Une proposition réduisant les prérogatives du procureur en question

Une proposition réduisant les prérogatives du procureur en question

Une réunion du Conseil des ministres. Photo DR

Parmi les 76 points figurant à l’ordre du jour du Conseil des ministres de ce matin, figure étrangement une proposition de loi présentée en 2018 par le député aouniste Ziad Assouad visant à réduire les prérogatives du procureur général près la Cour de cassation (poste qui revient à un sunnite) en matière de poursuites judiciaires.

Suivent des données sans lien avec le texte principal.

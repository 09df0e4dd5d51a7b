//! docx-storymap CLI - publish Word documents and HTML pages as ArcGIS StoryMaps

use std::fs;
use std::path::{Path, PathBuf};
use std::time::Duration;

use clap::{Parser, Subcommand};
use colored::Colorize;
use indicatif::{ProgressBar, ProgressStyle};
use log::LevelFilter;

use docx_storymap::publish::story_url;
use docx_storymap::render::to_json;
use docx_storymap::{
    detect_format_from_path, parse_file_with_options, source_format_from_path, ContentApi,
    Converter, Document, JsonFormat, MemoryPortal, ParseOptions, PortalClient, ProfileParams,
    PublishOutcome, Publisher, Resource, SourceFormat, StoryOptions, Warning,
};

#[derive(Parser)]
#[command(name = "docx-storymap")]
#[command(version)]
#[command(about = "Publish Word documents and HTML pages as ArcGIS StoryMaps", long_about = None)]
struct Cli {
    /// Increase log verbosity (-v debug, -vv trace)
    #[arg(short, long, global = true, action = clap::ArgAction::Count)]
    verbose: u8,

    #[command(subcommand)]
    command: Commands,
}

#[derive(Subcommand)]
enum Commands {
    /// Publish a DOCX or HTML file as a new story
    Publish {
        /// Input DOCX or HTML file
        #[arg(value_name = "FILE")]
        input: PathBuf,

        #[command(flatten)]
        story: StoryArgs,

        /// JSON connection profile; its values override the flags below
        #[arg(short, long, value_name = "FILE")]
        config: Option<PathBuf>,

        /// Portal URL
        #[arg(long)]
        url: Option<String>,

        /// Account name
        #[arg(long)]
        username: Option<String>,

        /// Account password
        #[arg(long, env = "STORYMAP_PASSWORD", hide_env_values = true)]
        password: Option<String>,

        /// Run the publish protocol against an in-memory portal
        #[arg(long)]
        dry_run: bool,

        /// Also write the final story JSON to a file
        #[arg(short, long, value_name = "FILE")]
        output: Option<PathBuf>,
    },

    /// Convert a DOCX or HTML file to story JSON without publishing
    Convert {
        /// Input DOCX or HTML file
        #[arg(value_name = "FILE")]
        input: PathBuf,

        #[command(flatten)]
        story: StoryArgs,

        /// Output file (stdout if not specified)
        #[arg(short, long, value_name = "FILE")]
        output: Option<PathBuf>,

        /// Emit the placeholder draft and its token table instead
        #[arg(long)]
        placeholders: bool,

        /// Output compact JSON
        #[arg(long)]
        compact: bool,
    },

    /// Show document information
    Info {
        /// Input DOCX or HTML file
        #[arg(value_name = "FILE")]
        input: PathBuf,
    },

    /// Show version information
    Version,
}

#[derive(clap::Args)]
struct StoryArgs {
    /// Story title (defaults to the document title, then the file name)
    #[arg(short, long)]
    title: Option<String>,

    /// Comma-separated item tags
    #[arg(long, value_delimiter = ',')]
    tags: Vec<String>,

    /// Cover subtitle and item snippet
    #[arg(long)]
    summary: Option<String>,

    /// Item description
    #[arg(long)]
    description: Option<String>,

    /// Cover image file
    #[arg(long, value_name = "IMAGE")]
    cover: Option<PathBuf>,
}

impl StoryArgs {
    fn resolve(
        self,
        doc: &Document,
        input: &Path,
    ) -> Result<StoryOptions, Box<dyn std::error::Error>> {
        let stem = input.file_stem().unwrap_or_default().to_string_lossy();
        let mut story = StoryOptions::from_metadata(&doc.metadata, &stem);

        if let Some(title) = self.title {
            story.title = title;
        }
        if !self.tags.is_empty() {
            story = story.with_tags(
                self.tags
                    .into_iter()
                    .map(|t| t.trim().to_string())
                    .filter(|t| !t.is_empty())
                    .collect(),
            );
        }
        if let Some(summary) = self.summary {
            story = story.with_summary(summary);
        }
        if let Some(description) = self.description {
            story = story.with_description(description);
        }
        if let Some(path) = self.cover {
            let name = path.file_name().unwrap_or_default().to_string_lossy().into_owned();
            let resource = Resource::from_bytes(fs::read(&path)?).with_filename(name);
            if !resource.is_image() {
                return Err(format!("{} is not a supported image", path.display()).into());
            }
            story = story.with_cover_image(resource);
        }
        Ok(story)
    }
}

fn main() {
    let cli = Cli::parse();

    let result = match cli.command {
        Commands::Publish {
            input,
            story,
            config,
            url,
            username,
            password,
            dry_run,
            output,
        } => {
            let params = ProfileParams {
                url,
                username,
                password,
                ..Default::default()
            };
            cmd_publish(
                &input,
                story,
                params,
                config.as_deref(),
                dry_run,
                output.as_deref(),
                cli.verbose,
            )
        }
        Commands::Convert {
            input,
            story,
            output,
            placeholders,
            compact,
        } => {
            init_logging(verbosity(cli.verbose));
            cmd_convert(&input, story, output.as_deref(), placeholders, compact)
        }
        Commands::Info { input } => {
            init_logging(verbosity(cli.verbose));
            cmd_info(&input)
        }
        Commands::Version => {
            cmd_version();
            Ok(())
        }
    };

    if let Err(e) = result {
        eprintln!("{}: {}", "Error".red().bold(), e);
        std::process::exit(1);
    }
}

fn verbosity(count: u8) -> LevelFilter {
    match count {
        0 => LevelFilter::Warn,
        1 => LevelFilter::Debug,
        _ => LevelFilter::Trace,
    }
}

/// `RUST_LOG` wins over the computed level.
fn init_logging(level: LevelFilter) {
    env_logger::Builder::new()
        .filter_level(level)
        .parse_default_env()
        .format_timestamp(None)
        .init();
}

fn spinner(message: &str) -> Result<ProgressBar, Box<dyn std::error::Error>> {
    let pb = ProgressBar::new_spinner();
    pb.set_style(ProgressStyle::default_spinner().template("{spinner:.green} {msg}")?);
    pb.enable_steady_tick(Duration::from_millis(100));
    pb.set_message(message.to_string());
    Ok(pb)
}

fn cmd_publish(
    input: &Path,
    story: StoryArgs,
    params: ProfileParams,
    config: Option<&Path>,
    dry_run: bool,
    output: Option<&Path>,
    verbose: u8,
) -> Result<(), Box<dyn std::error::Error>> {
    let profile = if dry_run {
        None
    } else {
        Some(params.resolve(config)?)
    };
    let level = profile
        .as_ref()
        .map_or(LevelFilter::Info, |p| p.debug.level_filter())
        .max(verbosity(verbose));
    init_logging(level);

    let doc = parse_file_with_options(input, ParseOptions::new().lenient())?;
    let story = story.resolve(&doc, input)?;

    let outcome = match &profile {
        Some(profile) => {
            let client = PortalClient::new(profile)?;
            let outcome = run_publish(client, &doc, &story)?;
            print_outcome(&outcome);
            let view = story_url(&profile.url, &outcome.item_id);
            println!("  {} {}", "View:".bold(), view);
            println!("  {} {}/edit", "Edit:".bold(), view);
            if let Some(path) = profile.write_debug_dump(&story.title, &outcome.tree)? {
                println!("  {} {}", "Debug dump:".bold(), path.display());
            }
            outcome
        }
        None => {
            let outcome = run_publish(MemoryPortal::lossy(), &doc, &story)?;
            println!("{}", "Dry run: nothing was sent to a portal".yellow());
            print_outcome(&outcome);
            outcome
        }
    };

    if let Some(path) = output {
        fs::write(path, to_json(&outcome.tree, JsonFormat::Pretty)?)?;
        println!("{} {}", "Saved to".green(), path.display());
    }

    print_warnings(&outcome.warnings);
    Ok(())
}

fn run_publish<A: ContentApi>(
    api: A,
    doc: &Document,
    story: &StoryOptions,
) -> Result<PublishOutcome, Box<dyn std::error::Error>> {
    let pb = spinner("Converting document...")?;
    let mut publisher = Publisher::new(api);

    let draft = match publisher.prepare(doc, story) {
        Ok(draft) => draft,
        Err(e) => {
            pb.finish_and_clear();
            return Err(e.into());
        }
    };
    pb.set_message(format!(
        "Publishing {} blocks with {} placeholders...",
        draft.stats.block_count(),
        draft.tokens.len()
    ));

    let result = publisher.publish_draft(draft);
    pb.finish_and_clear();
    Ok(result?)
}

fn print_outcome(outcome: &PublishOutcome) {
    let stats = &outcome.stats;
    println!("{} item {}", "Published".green().bold(), outcome.item_id);
    println!(
        "  {} blocks, {} lists, {} images, {} placeholders substituted",
        stats.block_count(),
        stats.list_count,
        stats.image_count,
        outcome.replaced
    );
}

fn print_warnings(warnings: &[Warning]) {
    if warnings.is_empty() {
        return;
    }
    println!();
    println!("{} ({})", "Warnings".yellow().bold(), warnings.len());
    for warning in warnings {
        println!("  {} {}", "-".dimmed(), warning);
    }
}

fn cmd_convert(
    input: &Path,
    story: StoryArgs,
    output: Option<&Path>,
    placeholders: bool,
    compact: bool,
) -> Result<(), Box<dyn std::error::Error>> {
    let doc = parse_file_with_options(input, ParseOptions::new().lenient())?;
    let story = story.resolve(&doc, input)?;

    let format = if compact {
        JsonFormat::Compact
    } else {
        JsonFormat::Pretty
    };

    let mut publisher = Publisher::new(MemoryPortal::new());
    let (json, warnings) = if placeholders {
        let draft = publisher.prepare(&doc, &story)?;
        (to_json(&draft, format)?, draft.warnings)
    } else {
        let outcome = publisher.publish(&doc, &story)?;
        (to_json(&outcome.tree, format)?, outcome.warnings)
    };

    if let Some(path) = output {
        fs::write(path, &json)?;
        println!("{} {}", "Saved to".green(), path.display());
        print_warnings(&warnings);
    } else {
        println!("{}", json);
        for warning in &warnings {
            eprintln!("{}: {}", "Warning".yellow(), warning);
        }
    }

    Ok(())
}

fn cmd_info(input: &Path) -> Result<(), Box<dyn std::error::Error>> {
    let format = match source_format_from_path(input)? {
        SourceFormat::Docx => detect_format_from_path(input)?.to_string(),
        SourceFormat::Html => SourceFormat::Html.to_string(),
    };
    let doc = parse_file_with_options(input, ParseOptions::new().lenient())?;

    println!("{}", "Document Information".cyan().bold());
    println!("{}", "─".repeat(40).dimmed());

    println!("{}: {}", "File".bold(), input.display());
    println!("{}: {}", "Format".bold(), format);

    let metadata = &doc.metadata;
    if let Some(ref title) = metadata.title {
        println!("{}: {}", "Title".bold(), title);
    }
    if let Some(ref subject) = metadata.subject {
        println!("{}: {}", "Subject".bold(), subject);
    }
    if let Some(ref creator) = metadata.creator {
        println!("{}: {}", "Creator".bold(), creator);
    }
    let tags = metadata.tags();
    if !tags.is_empty() {
        println!("{}: {}", "Keywords".bold(), tags.join(", "));
    }
    if let Some(ref created) = metadata.created {
        println!("{}: {}", "Created".bold(), created);
    }
    if let Some(ref modified) = metadata.modified {
        println!("{}: {}", "Modified".bold(), modified);
    }

    println!();
    println!("{}", "Content Statistics".cyan().bold());
    println!("{}", "─".repeat(40).dimmed());

    let text = doc.plain_text();
    let images = doc.resources.values().filter(|r| r.is_image()).count();

    println!("{}: {}", "Paragraphs".bold(), doc.paragraph_count());
    println!("{}: {}", "Words".bold(), text.split_whitespace().count());
    println!("{}: {}", "Characters".bold(), text.chars().count());
    println!("{}: {}", "Image anchors".bold(), doc.anchor_count());
    println!("{}: {}", "Embedded images".bold(), images);
    if !doc.unresolved.is_empty() {
        println!(
            "{}: {}",
            "Unresolved images".bold(),
            doc.unresolved.len().to_string().yellow()
        );
    }

    let conversion = Converter::default().convert(&doc, &mut MemoryPortal::new())?;
    let stats = &conversion.stats;

    println!();
    println!("{}", "Story Blocks".cyan().bold());
    println!("{}", "─".repeat(40).dimmed());

    println!("{}: {}", "Blocks".bold(), stats.block_count());
    println!("{}: {}", "Headings".bold(), stats.heading_count);
    println!("{}: {}", "Quotes".bold(), stats.quote_count);
    println!("{}: {}", "Code blocks".bold(), stats.code_block_count);
    println!(
        "{}: {} ({} items, {} coerced, {} flattened)",
        "Lists".bold(),
        stats.list_count,
        stats.list_item_count,
        stats.coerced_item_count,
        stats.flattened_item_count
    );
    println!(
        "{}: {} ({} captioned, {} skipped)",
        "Images".bold(),
        stats.image_count,
        stats.caption_count,
        stats.skipped_image_count
    );
    println!("{}: {}", "Separators".bold(), stats.separator_count);
    println!("{}: {}", "Tables dropped".bold(), stats.table_count);
    println!("{}: {}", "Placeholders".bold(), stats.placeholder_count);

    print_warnings(&conversion.warnings);
    Ok(())
}

fn cmd_version() {
    println!("{} {}", "docx-storymap".cyan().bold(), env!("CARGO_PKG_VERSION"));
    println!("Word to ArcGIS StoryMap publisher");
    println!();
    println!("License: MIT");
}
//! Block building: every text-bearing unit becomes a placeholder-carrying
//! content block, with its real markup stored in the token table.

use super::language::detect_language;
use super::stats::ConversionStats;
use crate::model::{
    Alignment, CodeLanguage, ContentBlock, Element, ImageDisplay, ImageItem, ListBlock,
    Paragraph, StyleKind, TextKind, TokenKind, TokenTable,
};
use crate::render::{escape_text, render_list, render_spans};
use log::{debug, trace};

/// Real text stored for a blank paragraph.
pub const BLANK_TEXT: &str = " ";

/// Builds content blocks from the resolved element stream.
#[derive(Debug, Clone)]
pub struct BlockBuilder {
    merge_code: bool,
}

impl BlockBuilder {
    /// Create a builder that merges consecutive code paragraphs.
    pub fn new() -> Self {
        Self { merge_code: true }
    }

    /// Enable or disable merging of consecutive code paragraphs.
    pub fn with_code_merge(mut self, merge: bool) -> Self {
        self.merge_code = merge;
        self
    }

    /// Build blocks in stream order, issuing tokens into `tokens`.
    pub fn build(
        &self,
        elements: &[Element],
        tokens: &mut TokenTable,
        stats: &mut ConversionStats,
    ) -> Vec<ContentBlock> {
        let mut blocks = Vec::with_capacity(elements.len());
        let mut i = 0;

        while i < elements.len() {
            match &elements[i] {
                Element::Paragraph(p) if p.style_kind == StyleKind::Code => {
                    let mut end = i + 1;
                    if self.merge_code {
                        while matches!(
                            elements.get(end),
                            Some(Element::Paragraph(next)) if next.style_kind == StyleKind::Code
                        ) {
                            end += 1;
                        }
                    }
                    let run: Vec<&Paragraph> = elements[i..end]
                        .iter()
                        .filter_map(|e| match e {
                            Element::Paragraph(p) => Some(p),
                            _ => None,
                        })
                        .collect();
                    blocks.push(code_block(&run, tokens, stats));
                    i = end;
                    continue;
                }
                Element::Paragraph(p) if p.style_kind == StyleKind::Separator => {
                    stats.separator_count += 1;
                    blocks.push(ContentBlock::Separator);
                }
                Element::Paragraph(p) => blocks.push(text_block(p, tokens, stats)),
                Element::List(block) => blocks.push(list_block(block, tokens, stats)),
                Element::Image(image) => blocks.push(image_block(image, tokens, stats)),
            }
            i += 1;
        }

        stats.placeholder_count = tokens.len() as u32;
        debug!(
            "Built {} blocks with {} placeholders",
            blocks.len(),
            tokens.len()
        );
        blocks
    }
}

impl Default for BlockBuilder {
    fn default() -> Self {
        Self::new()
    }
}

fn text_block(p: &Paragraph, tokens: &mut TokenTable, stats: &mut ConversionStats) -> ContentBlock {
    let kind = match p.style_kind.heading_level() {
        Some(level) => {
            stats.heading_count += 1;
            TextKind::Heading { level }
        }
        None if p.style_kind == StyleKind::Quote => {
            stats.quote_count += 1;
            TextKind::Quote
        }
        None => TextKind::Paragraph,
    };

    let markup = if p.is_blank() {
        stats.blank_count += 1;
        BLANK_TEXT.to_string()
    } else {
        render_spans(&p.spans)
    };

    stats.text_block_count += 1;
    let text = tokens.issue(TokenKind::Text, markup);
    trace!("{:?} block -> {}", kind, text);
    ContentBlock::Text {
        kind,
        alignment: p.alignment,
        text,
    }
}

fn code_block(
    run: &[&Paragraph],
    tokens: &mut TokenTable,
    stats: &mut ConversionStats,
) -> ContentBlock {
    let content = run
        .iter()
        .map(|p| p.plain_text())
        .collect::<Vec<_>>()
        .join("\n");

    let hinted = run.first().and_then(|p| p.language).unwrap_or_default();
    let language = match detect_language(&content) {
        CodeLanguage::Txt => hinted,
        detected => detected,
    };

    stats.text_block_count += 1;
    stats.code_block_count += 1;
    let text = tokens.issue(TokenKind::Code, content);
    trace!("Code block ({}, {} lines) -> {}", language, run.len(), text);
    ContentBlock::Text {
        kind: TextKind::Code { language },
        alignment: Alignment::Left,
        text,
    }
}

fn list_block(
    block: &ListBlock,
    tokens: &mut TokenTable,
    stats: &mut ConversionStats,
) -> ContentBlock {
    stats.add_list(block.len(), block.coerced_count(), block.flattened_count());
    let max_depth = block.items.iter().map(|i| i.depth).max().unwrap_or(0);
    let text = tokens.issue(TokenKind::List, render_list(block));
    ContentBlock::List {
        list_type: block.list_type,
        item_count: block.len(),
        max_depth,
        text,
    }
}

fn image_block(
    image: &ImageItem,
    tokens: &mut TokenTable,
    stats: &mut ConversionStats,
) -> ContentBlock {
    stats.add_image();
    let display = image.display();
    let caption = image.caption.as_deref().filter(|c| !c.is_empty()).map(|c| {
        stats.caption_count += 1;
        tokens.issue(TokenKind::Caption, escape_text(c))
    });
    let alt = image
        .alt_text
        .as_deref()
        .map(|a| tokens.issue(TokenKind::Alt, a));

    ContentBlock::Image {
        asset: image.asset.clone(),
        display,
        float_alignment: (display == ImageDisplay::Float).then_some(image.float_alignment),
        caption,
        alt,
        width: image.resource.width,
        height: image.resource.height,
    }
}

#[cfg(test)]
mod tests {
    use super::*;
    use crate::model::{
        AssetRef, FloatAlignment, ImageLayout, ListItem, ListType, Resource, StyledSpan,
        TextStyle,
    };

    fn build(elements: &[Element]) -> (Vec<ContentBlock>, TokenTable, ConversionStats) {
        let mut tokens = TokenTable::new();
        let mut stats = ConversionStats::new();
        let blocks = BlockBuilder::new().build(elements, &mut tokens, &mut stats);
        (blocks, tokens, stats)
    }

    fn text_of<'t>(block: &ContentBlock, tokens: &'t TokenTable) -> &'t str {
        match block {
            ContentBlock::Text { text, .. } | ContentBlock::List { text, .. } => {
                tokens.get(text.as_str()).unwrap()
            }
            other => panic!("no text on {:?}", other),
        }
    }

    #[test]
    fn test_heading_text_and_list() {
        let mut list = ListBlock::new(ListType::Unordered);
        for text in ["A", "B", "C"] {
            list.items.push(ListItem {
                depth: 0,
                nesting_depth: 0,
                prefix: String::new(),
                coerced: false,
                spans: vec![StyledSpan::new(text)],
                source_index: 0,
            });
        }
        let elements = vec![
            Element::Paragraph(Paragraph::with_text(StyleKind::Heading1, "Intro")),
            Element::Paragraph(Paragraph::with_text(StyleKind::Normal, "Hello, 世界")),
            Element::List(list),
        ];
        let (blocks, tokens, stats) = build(&elements);

        assert_eq!(blocks.len(), 3);
        assert!(matches!(
            &blocks[0],
            ContentBlock::Text { kind: TextKind::Heading { level: 1 }, .. }
        ));
        assert_eq!(text_of(&blocks[1], &tokens), "Hello, 世界");
        assert_eq!(text_of(&blocks[2], &tokens), "<li>A</li><li>B</li><li>C</li>");
        assert_eq!(tokens.len(), 3);
        assert_eq!(stats.heading_count, 1);
        assert_eq!(stats.list_item_count, 3);
        assert_eq!(stats.placeholder_count, 3);
        assert!(tokens.iter().all(|(t, _)| t.as_str().is_ascii()));
    }

    #[test]
    fn test_blank_paragraph_becomes_space() {
        let (blocks, tokens, stats) =
            build(&[Element::Paragraph(Paragraph::new(StyleKind::Normal))]);
        assert_eq!(text_of(&blocks[0], &tokens), " ");
        assert_eq!(stats.blank_count, 1);
    }

    #[test]
    fn test_separator_splits_code_and_carries_no_token() {
        let elements = vec![
            Element::Paragraph(Paragraph::with_text(StyleKind::Code, "a = 1")),
            Element::Paragraph(Paragraph::new(StyleKind::Separator)),
            Element::Paragraph(Paragraph::with_text(StyleKind::Code, "b = 2")),
        ];
        let (blocks, tokens, stats) = build(&elements);

        assert_eq!(blocks.len(), 3);
        assert_eq!(blocks[1], ContentBlock::Separator);
        assert!(blocks[1].tokens().is_empty());
        assert_eq!(tokens.len(), 2);
        assert_eq!(stats.separator_count, 1);
        assert_eq!(stats.block_count(), 3);
    }

    #[test]
    fn test_consecutive_code_paragraphs_merge() {
        let mut first = Paragraph::with_text(StyleKind::Code, "SELECT name");
        first.language = Some(CodeLanguage::Txt);
        let elements = vec![
            Element::Paragraph(first),
            Element::Paragraph(Paragraph::with_text(StyleKind::Code, "FROM parcels")),
            Element::Paragraph(Paragraph::with_text(StyleKind::Normal, "after")),
        ];
        let (blocks, tokens, stats) = build(&elements);

        assert_eq!(blocks.len(), 2);
        assert!(matches!(
            &blocks[0],
            ContentBlock::Text { kind: TextKind::Code { language: CodeLanguage::Sql }, .. }
        ));
        assert_eq!(text_of(&blocks[0], &tokens), "SELECT name\nFROM parcels");
        assert_eq!(stats.code_block_count, 1);

        let mut tokens = TokenTable::new();
        let unmerged = BlockBuilder::new().with_code_merge(false).build(
            &elements,
            &mut tokens,
            &mut ConversionStats::new(),
        );
        assert_eq!(unmerged.len(), 3);
    }

    #[test]
    fn test_markup_is_stored_not_carried() {
        let mut p = Paragraph::new(StyleKind::Quote);
        p.spans = vec![
            StyledSpan::new("Fish & "),
            StyledSpan::styled("chips", TextStyle::bold()),
        ];
        p.alignment = Alignment::Center;
        let (blocks, tokens, _) = build(&[Element::Paragraph(p)]);

        match &blocks[0] {
            ContentBlock::Text {
                kind, alignment, text,
            } => {
                assert_eq!(*kind, TextKind::Quote);
                assert_eq!(*alignment, Alignment::Center);
                assert!(text.as_str().starts_with("PLACEHOLDER_TEXT_"));
            }
            other => panic!("unexpected {:?}", other),
        }
        assert_eq!(
            text_of(&blocks[0], &tokens),
            "Fish &amp; <strong>chips</strong>"
        );
    }

    #[test]
    fn test_image_block_tokens() {
        let image = ImageItem {
            resource: Resource::png(vec![]).with_dimensions(400, 300),
            asset: AssetRef::ItemResource {
                resource_id: "image1.png".to_string(),
            },
            layout: ImageLayout::Floating,
            float_alignment: FloatAlignment::End,
            caption: Some("Figure A".to_string()),
            alt_text: Some("A river delta".to_string()),
            reference: "rId5".to_string(),
        };
        let (blocks, tokens, stats) = build(&[Element::Image(image)]);

        match &blocks[0] {
            ContentBlock::Image {
                display,
                float_alignment,
                caption,
                alt,
                ..
            } => {
                assert_eq!(*display, ImageDisplay::Float);
                assert_eq!(*float_alignment, Some(FloatAlignment::End));
                let caption = caption.as_ref().unwrap();
                assert_eq!(tokens.get(caption.as_str()), Some("Figure A"));
                assert!(alt.is_some());
            }
            other => panic!("unexpected {:?}", other),
        }
        assert_eq!(stats.caption_count, 1);
        assert_eq!(stats.image_count, 1);
    }
}
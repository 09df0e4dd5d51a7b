//! Storymap inline markup: escaped text wrapped in a small HTML subset.

use crate::model::{ListBlock, ListItem, StyledSpan, TextStyle};

/// Escape text for a rich-text field. Line breaks become `<br>`.
pub fn escape_text(text: &str) -> String {
    let mut out = String::with_capacity(text.len());
    for c in text.chars() {
        match c {
            '&' => out.push_str("&amp;"),
            '<' => out.push_str("&lt;"),
            '>' => out.push_str("&gt;"),
            '"' => out.push_str("&quot;"),
            '\n' => out.push_str("<br>"),
            '\r' => {}
            _ => out.push(c),
        }
    }
    out
}

/// Render styled spans as inline markup.
pub fn render_spans(spans: &[StyledSpan]) -> String {
    spans.iter().map(render_span).collect()
}

/// Render one span.
///
/// Wrapping order, innermost first: link, subscript, superscript, emphasis,
/// strong, underline, strikethrough, color.
pub fn render_span(span: &StyledSpan) -> String {
    if span.text.is_empty() {
        return String::new();
    }
    wrap(escape_text(&span.text), &span.style)
}

fn wrap(mut html: String, style: &TextStyle) -> String {
    if let Some(url) = &style.link {
        html = format!(
            "<a href=\"{}\" rel=\"noopener noreferrer\" target=\"_blank\">{}</a>",
            escape_text(&link_href(url)),
            html
        );
    }
    if style.subscript {
        html = format!("<sub>{}</sub>", html);
    }
    if style.superscript {
        html = format!("<sup>{}</sup>", html);
    }
    if style.italic {
        html = format!("<em>{}</em>", html);
    }
    if style.bold {
        html = format!("<strong>{}</strong>", html);
    }
    if style.underline {
        html = format!("<u>{}</u>", html);
    }
    if style.strikethrough {
        html = format!("<s>{}</s>", html);
    }
    if let Some(color) = style.color {
        html = format!("<span class=\"sm-text-color-{}\">{}</span>", color.to_hex(), html);
    }
    html
}

/// Link target with a scheme; bare hosts get `https://`.
fn link_href(url: &str) -> String {
    let url = url.trim();
    if url.starts_with('#') || url.contains("://") || url.starts_with("mailto:") {
        url.to_string()
    } else {
        format!("https://{}", url)
    }
}

/// Render a list block as `<li>` items.
///
/// Depth-1 items nest inside the preceding depth-0 item, in a container of
/// the block's own list type.
pub fn render_list(block: &ListBlock) -> String {
    let tag = block.list_type.tag();
    let mut out = String::new();
    let mut item_open = false;
    let mut nested_open = false;

    for item in &block.items {
        if item.depth == 0 || !item_open {
            if nested_open {
                out.push_str(&format!("</{}>", tag));
                nested_open = false;
            }
            if item_open {
                out.push_str("</li>");
            }
            out.push_str("<li>");
            out.push_str(&render_item(item));
            item_open = true;
        } else {
            if !nested_open {
                out.push_str(&format!("<{}>", tag));
                nested_open = true;
            }
            out.push_str("<li>");
            out.push_str(&render_item(item));
            out.push_str("</li>");
        }
    }

    if nested_open {
        out.push_str(&format!("</{}>", tag));
    }
    if item_open {
        out.push_str("</li>");
    }
    out
}

fn render_item(item: &ListItem) -> String {
    let content = render_spans(&item.spans);
    if item.prefix.is_empty() {
        content
    } else {
        format!("{} {}", item.prefix, content)
    }
}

Pourquoi ce texte, qui sommeillait depuis quatre ans dans les tiroirs du Parlement, en ressort-il soudain, alors même que Ghassan Oueidate joue un rôle important dans de grands dossiers, notamment dans l’enquête sur la double explosion au port de Beyrouth menée par le juge d’instruction près la Cour de justice Tarek Bitar, ou la mise en cause par la procureure près la cour d’appel du Mont-Liban Ghada Aoun du gouverneur de la banque centrale Riad Salamé ? Pour beaucoup, cette soudaine réapparition du texte serait en rapport avec des tiraillements politiques, mais en tout état de cause, le Conseil des ministres ne devrait toutefois pas l’approuver, selon des sources informées. La proposition de loi de M. Assouad vise notamment à amender l’article 13 du code de procédure pénale, promulgué le 16 août 2001. En vertu de cette disposition, le procureur général près la Cour de cassation statue en dernier ressort sur tout litige opposant un magistrat ou une instance judiciaire à une autorité administrative qui refuse de donner l’autorisation de poursuivre pénalement un haut fonctionnaire. C’est ainsi que le parquet de cassation a pu, en automne dernier, entraver les poursuites du juge Bitar contre le directeur général de la Sûreté générale Abbas Ibrahim, en faveur duquel le ministère de l’Intérieur, dont il relève, n’avait pas donné d’autorisation de poursuites. Le parquet avait dans le même cadre décidé de ne pas engager les poursuites que M. Bitar avait ordonnées contre le directeur de la Sûreté de l’État Tony Saliba, entérinant ainsi la décision du Conseil supérieur de la défense, son autorité de tutelle.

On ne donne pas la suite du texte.